UKRAINE ‘99 REPORT

  “The American Conveyor Belt”

By John Gehrig

   

VOSH-FL’s “Ukraine ’99” Mission started Wednesday, January 28, 1999 as our team members winged their individual ways from locations literally from coast to coast, all directed toward our common step off point, JFK, for the flight to Budapest. From there we had the bus trip to Khust, a small city in Transcarpathian Ukraine, located in the Ukrainian pocket wedged between Hungary and Romania.  VOSH-FL was in Khust at the invitation of Mission Nazareth, a new Christian church congregation in Khust.gehrigj.JPG (24675 bytes)

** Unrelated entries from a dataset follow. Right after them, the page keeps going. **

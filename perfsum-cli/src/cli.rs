// Copyright Amazon.com, Inc. or its affiliates. All Rights Reserved.
// SPDX-License-Identifier: Apache-2.0

use std::path::PathBuf;

use clap::{ArgAction, Args, Parser, Subcommand};
use perfsum::{ErrorSignalMode, Target};

#[derive(Debug, Parser)]
#[command(
    name = "perfsum",
    version,
    about = "Summarize k6 JSON output into 5-second CSV reports"
)]
pub struct Cli {
    #[command(flatten)]
    pub summary: SummaryArgs,

    /// Log more (repeat for trace output). Overrides RUST_LOG
    #[arg(short, long, global = true, action = ArgAction::Count)]
    pub verbose: u8,

    #[command(subcommand)]
    pub command: Command,
}

/// Options shared by every subcommand. Each one overrides the config file.
#[derive(Debug, Default, Args)]
pub struct SummaryArgs {
    /// TOML configuration file
    #[arg(long, global = true, value_name = "FILE")]
    pub config: Option<PathBuf>,

    /// Metric whose values are latencies (repeatable, replaces the default set)
    #[arg(long = "latency-metric", global = true, value_name = "NAME")]
    pub latency_metrics: Vec<String>,

    /// Metric whose values are error indicators
    #[arg(long, global = true, value_name = "NAME")]
    pub error_metric: Option<String>,

    /// Metric whose values are request counts
    #[arg(long, global = true, value_name = "NAME")]
    pub request_metric: Option<String>,

    /// How error values accumulate: `count` (values > 0) or `sum`
    #[arg(long, global = true, value_name = "MODE")]
    pub error_signal: Option<ErrorSignalMode>,

    /// Time zone for naive timestamps and bucket labels: an IANA name, `UTC` or `local`
    #[arg(long, global = true, value_name = "TZ")]
    pub time_zone: Option<String>,
}

#[derive(Debug, Subcommand)]
pub enum Command {
    /// Convert a single JSON file
    Convert {
        /// Line-delimited JSON input
        input: PathBuf,
        /// CSV output (default: next to the input, `_json.json` renamed to `_csv.csv`)
        #[arg(short, long, value_name = "FILE")]
        output: Option<PathBuf>,
    },
    /// Convert every file under `<results-dir>/<target>/json`
    Batch {
        /// Target to convert (repeatable; default: all)
        #[arg(long = "target", value_name = "NAME")]
        targets: Vec<Target>,
        /// Results root
        #[arg(long, value_name = "DIR")]
        results_dir: Option<PathBuf>,
    },
}
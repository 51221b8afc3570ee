//! Parsers for loosely-structured remote command output
//!
//! Remote CLI output formats are not guaranteed stable across versions, so
//! every parser here is defensive: missing columns, missing rows or
//! malformed numerics degrade to an explicit [`ParseError`], never to a
//! silently wrong value. Each parser is a pure function paired with an
//! explicit `recognizes` predicate so format detection is testable on its
//! own.

pub mod cpuinfo;
pub mod engine_status;
pub mod memory;
pub mod process_table;
pub mod qcache;
pub mod top;
pub mod variables;

/// Result type alias for parser operations
pub type ParseResult<T> = Result<T, ParseError>;

/// Errors produced when typed records cannot be extracted from raw text
#[derive(Debug)]
pub enum ParseError {
    /// The text does not have the expected overall shape
    UnexpectedFormat(String),

    /// The shape was recognized but a required column or field is absent
    MissingField(String),
}

impl std::fmt::Display for ParseError {
    fn fmt(&self, f: &mut std::fmt::Formatter<'_>) -> std::fmt::Result {
        match self {
            ParseError::UnexpectedFormat(msg) => write!(f, "unexpected output format: {msg}"),
            ParseError::MissingField(field) => write!(f, "missing required field: {field}"),
        }
    }
}

impl std::error::Error for ParseError {}

/// Extract the first pid from `pidof` output.
pub fn first_pid(raw: &str) -> ParseResult<u32> {
    raw.split_whitespace()
        .next()
        .ok_or_else(|| ParseError::UnexpectedFormat("empty pidof output".into()))?
        .parse()
        .map_err(|_| ParseError::UnexpectedFormat(format!("non-numeric pidof output: {raw:?}")))
}
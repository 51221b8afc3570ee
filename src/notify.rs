//! Outbound report delivery
//!
//! Reports are handed to a [`NotifySink`]; the webhook implementation posts
//! a JSON payload with the rendered markdown inline and the raw event files
//! attached. Delivery failures are returned to the caller, which logs them
//! and moves on: a missed delivery never interrupts sampling, and the files
//! on disk remain the source of truth.

use async_trait::async_trait;
use chrono::Utc;
use reqwest::Client;
use serde_json::json;
use tracing::{error, info, instrument};

use crate::config::NotifyConfig;

/// A file shipped alongside a report message.
#[derive(Debug, Clone)]
pub struct Attachment {
    pub filename: String,
    pub content: String,
}

#[async_trait]
pub trait NotifySink: Send + Sync {
    async fn send(
        &self,
        subject: &str,
        body: &str,
        attachments: &[Attachment],
    ) -> anyhow::Result<()>;
}

/// Posts reports to a configured HTTP webhook.
#[derive(Debug, Clone)]
pub struct WebhookSink {
    client: Client,
    config: NotifyConfig,
}

impl WebhookSink {
    pub fn new(config: NotifyConfig) -> Self {
        Self {
            client: Client::new(),
            config,
        }
    }
}

#[async_trait]
impl NotifySink for WebhookSink {
    #[instrument(skip(self, body, attachments), fields(subject))]
    async fn send(
        &self,
        subject: &str,
        body: &str,
        attachments: &[Attachment],
    ) -> anyhow::Result<()> {
        let payload = json!({
            "subject": subject,
            "body": body,
            "timestamp": Utc::now().to_rfc3339(),
            "attachments": attachments
                .iter()
                .map(|a| json!({ "filename": a.filename, "content": a.content }))
                .collect::<Vec<_>>(),
        });

        let response = self
            .client
            .post(&self.config.webhook_url)
            .json(&payload)
            .send()
            .await?;

        if response.status().is_success() {
            info!("report delivered to webhook");
            Ok(())
        } else {
            let status = response.status();
            error!("webhook delivery failed with status: {status}");
            anyhow::bail!("webhook returned {status}")
        }
    }
}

Our mission team comprised 14 hardy VOSHers. The Mission Professional Staff consisted of Dr. Joe Crosby (Clinic Director), Dr. Jim Tri, Dr. Jowan Do, Dr. Bob Barr, and Jaime Marinkovich, Low Vision Specialist.  Our competent assistants were: John Gehrig, Mission Manager, Carla Gehrig (John’s wife), J.R. Gehrig, (John’s son), Coi Gehrig (J.R.’s wife), Andy Duddy, Vicky Duddy (Andy’s niece) and Stan Sagara.  We were lucky enough to enlist two VOSH-FL members in the field.  We swore in as VOSHers both our Hungarian interpreter, Aggie Szalontai, and Amy Allwine, who had come to Ukraine to help our sponsors, Vic and Bev Kubik.  However, Amy made an enlightened choice and decided to join our ranks in Khust.

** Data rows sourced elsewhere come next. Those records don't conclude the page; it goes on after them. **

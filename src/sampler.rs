//! Two-cadence sampling actor
//!
//! One actor owns the remote channel and drives both cadences from a single
//! fast loop: every tick samples CPU, and the slower memory cadence is
//! re-evaluated against a due-time cursor on each fast tick. A missed fast
//! tick therefore delays the memory check rather than dropping it.
//!
//! Error policy inside a tick is degrade-and-continue: a failed command or
//! an unparsable output is logged and the rest of the tick proceeds. The
//! only fatal condition is a credential failure, which cannot heal on its
//! own and aborts the actor.

use anyhow::{Context, bail};
use chrono::Local;
use tokio::sync::{mpsc, oneshot};
use tokio::task::JoinHandle;
use tokio::time::{Duration, Instant, MissedTickBehavior};
use tracing::{error, info, instrument, trace, warn};

use crate::channel::CommandChannel;
use crate::config::{MonitorConfig, MysqlConfig};
use crate::detector::EventDetector;
use crate::parsers;
use crate::store::EventStore;
use crate::{CpuEvent, ProcessSnapshot, QcacheSample, Sample, SampleKind};

const MYSQLD_PROCESS_NAME: &str = "mysqld";

pub enum SamplerCommand {
    /// Run one full sampling tick immediately, out of cadence.
    TickNow { respond_to: oneshot::Sender<()> },
    Shutdown,
}

/// Handle for driving and stopping a spawned [`SamplerActor`].
#[derive(Clone)]
pub struct SamplerHandle {
    sender: mpsc::Sender<SamplerCommand>,
}

impl SamplerHandle {
    pub async fn tick_now(&self) -> anyhow::Result<()> {
        let (tx, rx) = oneshot::channel();
        self.sender
            .send(SamplerCommand::TickNow { respond_to: tx })
            .await
            .context("sampler is gone")?;
        rx.await.context("sampler dropped the tick request")
    }

    pub async fn shutdown(&self) {
        // A full mailbox or a dead actor both mean shutdown is moot.
        let _ = self.sender.send(SamplerCommand::Shutdown).await;
    }
}

pub struct SamplerActor {
    receiver: mpsc::Receiver<SamplerCommand>,
    channel: CommandChannel,
    detector: EventDetector,
    store: EventStore,
    mysql: MysqlConfig,
    monitor: MonitorConfig,
    /// Monitored server process, re-discovered if its top row disappears.
    pid: u32,
    memory_due: Instant,
    heartbeat_due: Instant,
}

impl SamplerActor {
    pub fn new(
        receiver: mpsc::Receiver<SamplerCommand>,
        channel: CommandChannel,
        detector: EventDetector,
        store: EventStore,
        mysql: MysqlConfig,
        monitor: MonitorConfig,
        pid: u32,
    ) -> Self {
        let now = Instant::now();
        Self {
            receiver,
            channel,
            detector,
            store,
            mysql,
            monitor,
            pid,
            memory_due: now,
            heartbeat_due: now,
        }
    }

    /// Spawn the actor onto the runtime. The join handle resolves with an
    /// error only on a fatal condition.
    pub fn spawn(
        channel: CommandChannel,
        detector: EventDetector,
        store: EventStore,
        mysql: MysqlConfig,
        monitor: MonitorConfig,
        pid: u32,
    ) -> (SamplerHandle, JoinHandle<anyhow::Result<()>>) {
        let (sender, receiver) = mpsc::channel(16);
        let actor = SamplerActor::new(receiver, channel, detector, store, mysql, monitor, pid);
        let join = tokio::spawn(actor.run());
        (SamplerHandle { sender }, join)
    }

    #[instrument(skip(self), fields(pid = self.pid))]
    async fn run(mut self) -> anyhow::Result<()> {
        let mut ticker = tokio::time::interval(Duration::from_secs(self.monitor.interval_secs));
        ticker.set_missed_tick_behavior(MissedTickBehavior::Delay);
        info!(
            "sampler started: cpu every {}s, memory every {}s",
            self.monitor.interval_secs, self.monitor.memory_interval_secs
        );

        loop {
            tokio::select! {
                command = self.receiver.recv() => match command {
                    Some(SamplerCommand::TickNow { respond_to }) => {
                        if let Err(e) = self.sample_tick().await {
                            return self.abort(e).await;
                        }
                        let _ = respond_to.send(());
                    }
                    Some(SamplerCommand::Shutdown) | None => break,
                },
                _ = ticker.tick() => {
                    if let Err(e) = self.sample_tick().await {
                        return self.abort(e).await;
                    }
                }
            }
        }

        self.channel.close().await;
        info!("sampler stopped");
        Ok(())
    }

    /// Fatal path: the channel must be torn down before the error surfaces,
    /// otherwise the transport outlives the process.
    async fn abort(&mut self, error: anyhow::Error) -> anyhow::Result<()> {
        self.channel.close().await;
        Err(error)
    }

    /// One fast-loop tick: heartbeat, CPU sample, then the memory cadence
    /// if its cursor is due.
    async fn sample_tick(&mut self) -> anyhow::Result<()> {
        let now = Instant::now();
        if now >= self.heartbeat_due {
            info!("heartbeat: watching {MYSQLD_PROCESS_NAME} pid {}", self.pid);
            self.heartbeat_due = now + Duration::from_secs(self.monitor.heartbeat_secs);
        }

        self.sample_cpu().await?;

        if Instant::now() >= self.memory_due {
            self.sample_memory().await?;
            self.sample_qcache().await?;
            self.memory_due =
                Instant::now() + Duration::from_secs(self.monitor.memory_interval_secs);
        }

        Ok(())
    }

    async fn sample_cpu(&mut self) -> anyhow::Result<()> {
        let command = format!("top -b -n 1 -p {}", self.pid);
        let sample = match self.exec(&command).await? {
            Some(raw) => Sample::for_pid(SampleKind::Cpu, raw, self.pid),
            None => return Ok(()),
        };

        let cpu_percent = match parsers::top::parse(&sample.raw_text, self.pid) {
            Ok(percent) => percent,
            Err(e) => {
                warn!("top output unusable for pid {}: {e}", self.pid);
                self.rediscover_pid().await?;
                return Ok(());
            }
        };
        trace!("cpu sample: {cpu_percent}%");

        let sampled_at = Local::now();
        if self
            .detector
            .evaluate_cpu(sampled_at, self.pid, cpu_percent, None)
            .is_none()
        {
            return Ok(());
        }

        // The snapshot is only fetched once the threshold is crossed, so
        // quiet ticks cost a single remote command.
        let snapshot = self.capture_process_snapshot().await?;
        let Some(event) =
            self.detector
                .evaluate_cpu(sampled_at, self.pid, cpu_percent, snapshot.as_ref())
        else {
            return Ok(());
        };

        warn!(
            "cpu spike: {cpu_percent}% on pid {} ({} queries captured)",
            self.pid,
            event.queries.len()
        );
        if let Err(e) = self.store.append_cpu_event(&event) {
            error!("could not persist cpu event {event:?}: {e}");
        }
        self.capture_engine_status(&event).await?;
        Ok(())
    }

    async fn capture_process_snapshot(&mut self) -> anyhow::Result<Option<ProcessSnapshot>> {
        let command = self.mysql.processlist_command(self.monitor.top_queries);
        let sample = match self.exec(&command).await? {
            Some(raw) => Sample::new(SampleKind::ProcessList, raw),
            None => return Ok(None),
        };

        match parsers::process_table::parse(&sample.raw_text, sample.timestamp, None) {
            Ok(snapshot) => Ok(Some(snapshot)),
            Err(e) => {
                warn!("process list output unusable: {e}");
                Ok(None)
            }
        }
    }

    /// Deep snapshot taken alongside a CPU event; parse or capture failures
    /// only cost the excerpt, the event itself is already persisted.
    async fn capture_engine_status(&mut self, event: &CpuEvent) -> anyhow::Result<()> {
        let command = self.mysql.engine_status_command();
        let sample = match self.exec(&command).await? {
            Some(raw) => Sample::new(SampleKind::EngineStatus, raw),
            None => return Ok(()),
        };

        match parsers::engine_status::parse(&sample.raw_text) {
            Ok(body) => {
                if let Err(e) = self.store.append_engine_status(event.date, event.time, &body) {
                    error!("could not persist engine status excerpt: {e}");
                }
            }
            Err(e) => warn!("engine status output unusable: {e}"),
        }
        Ok(())
    }

    async fn sample_memory(&mut self) -> anyhow::Result<()> {
        let sample = match self.exec("free -m").await? {
            Some(raw) => Sample::new(SampleKind::Memory, raw),
            None => return Ok(()),
        };

        let memory_percent = match parsers::memory::parse(&sample.raw_text) {
            Ok(percent) => percent,
            Err(e) => {
                warn!("free output unusable: {e}");
                return Ok(());
            }
        };
        trace!("memory sample: {memory_percent}%");

        let already_recorded = match self.store.has_memory_event_today() {
            Ok(recorded) => recorded,
            Err(e) => {
                error!("could not read memory dedup state: {e}");
                // Fail toward suppression: better a missed record than a
                // duplicate that breaks the one-per-day contract.
                true
            }
        };

        if let Some(event) =
            self.detector
                .evaluate_memory(Local::now(), memory_percent, already_recorded)
        {
            warn!("high memory usage: {memory_percent}%");
            if let Err(e) = self.store.append_memory_event(&event) {
                error!("could not persist memory event {event:?}: {e}");
            }
        }
        Ok(())
    }

    /// Query cache counters ride the slow cadence; the day's last sample
    /// feeds the cache health line in the daily summary.
    async fn sample_qcache(&mut self) -> anyhow::Result<()> {
        let command = self.mysql.qcache_status_command();
        let sample = match self.exec(&command).await? {
            Some(raw) => Sample::new(SampleKind::Qcache, raw),
            None => return Ok(()),
        };

        let (hits, inserts) = match parsers::qcache::parse(&sample.raw_text) {
            Ok(counters) => counters,
            Err(e) => {
                warn!("qcache status output unusable: {e}");
                return Ok(());
            }
        };

        let now = Local::now();
        let record = QcacheSample {
            date: now.date_naive(),
            time: now.time(),
            hits,
            inserts,
        };
        if let Err(e) = self.store.append_qcache_sample(&record) {
            error!("could not persist qcache sample {record:?}: {e}");
        }
        Ok(())
    }

    /// The monitored process may have restarted under a new pid.
    async fn rediscover_pid(&mut self) -> anyhow::Result<()> {
        let output = match self.exec(&format!("pidof {MYSQLD_PROCESS_NAME}")).await? {
            Some(output) => output,
            None => return Ok(()),
        };
        match parsers::first_pid(&output) {
            Ok(pid) if pid != self.pid => {
                warn!("{MYSQLD_PROCESS_NAME} pid changed: {} -> {pid}", self.pid);
                self.pid = pid;
            }
            Ok(_) => {}
            Err(e) => warn!("pid rediscovery failed: {e}"),
        }
        Ok(())
    }

    /// Run one remote command. `Ok(None)` means the command failed in a
    /// recoverable way and the tick should move on without its output.
    async fn exec(&mut self, command: &str) -> anyhow::Result<Option<String>> {
        match self.channel.exec(command).await {
            Ok(output) => {
                if self.monitor.debug_commands {
                    trace!("raw output:\n{output}");
                }
                Ok(Some(output))
            }
            Err(e) if e.is_access_denied() => {
                bail!("credential failure on remote command: {e}")
            }
            Err(e) => {
                warn!("remote command failed: {e}");
                Ok(None)
            }
        }
    }
}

The flight to Budapest was uneventful.  Our inventory of 4,500 pairs of eyeglasses had been shipped ahead by airfreight to Budapest courtesy of Vic’s Ukrainian fund, our American sponsor.  This luxury was made possible by one of Winter Park, Florida Lion Harold Babine’s friends who arrange for gratis shipment of the glasses from Orlando to Minneapolis to Budapest.  However, all was not moonlight and roses on the air freight scene as we spent about four hours at the Budapest airport clearing the glasses through customs.  We would still be there if we had not had the diplomatic and linguistic services of Aggie, our Hungarian interpreter.  We spent Thursday night (remember the time zone changes) motoring through Eastern Hungary and after a four hour stop at Ukraine customs, we arrived at the main square in Khust at daybreak Friday.  The Soviet Square featured the usual huge monument to Russian War Heroes of World War II and a blue gas “eternal” flame.  Everything was covered in snow and appeared rather bleak as the sun rose at 7 A.M.  Some of us felt rather bleak as well since we had been traveling since early Wednesday morning with no more rest than plane and bus naps.  We took taxis to our assigned host homes and decomposed.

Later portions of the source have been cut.